Contribution of the Cancer Stem Cell Phenotype to Hepatocellular Carcinoma Resistance

Abstract

The cancer stem cell (CSC) hypothesis is an increasingly accepted concept in cancer research that provides a plausible explanation for the considerable phenotypic and molecular heterogeneities observed in hepatocellular carcinoma (HCC) which hampers therapeutic progress. The hypothesis infers that CSCs share functional properties similar to adult stem cells, such as self-renewal and differentiation capacity, and are exclusively responsible for tumor evolution. By definition, CSCs are held responsible not only for tumor initiation and progression but also acquisition of chemoresistance and the fueling of relapse after therapy. Therefore, the CSC model has significant implications both for translational research as well as clinical applications, in particular for the development of novel treatment strategies. Implicit in the concept is the need for therapeutic targeting of CSCs to effectively diminish tumor growth. Therefore, a better understanding of the molecular mechanisms that lead to induction of stemness and drive CSCs in HCC is of crucial importance.

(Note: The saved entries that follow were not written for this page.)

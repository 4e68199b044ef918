//! Shared domain types.
//!
//! - [`id`] - Newtype wrappers for type-safe entity IDs
//! - [`product`] - The immutable `Product` value fetched from the catalog

pub mod id;
pub mod product;

pub use id::{OrderId, ProductId, StandId};
pub use product::Product;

In this chapter, we aim to highlight important aspects of the CSC biology in the context of clinical and therapeutic progress. Besides a critical reflection of the cellular origin of CSCs, this will also include discussion on the importance of the diseased hepatic microenvironment for oncogenic reprogramming and induction of stemness in HCC. Moreover, we will highlight the relevance of CSC markers as diagnostic and/or predictive biomarkers. Most importantly, we will delineate the potential of therapeutic targeting of CSCs to overcome therapeutic resistance and improve the HCC patients’ outcome.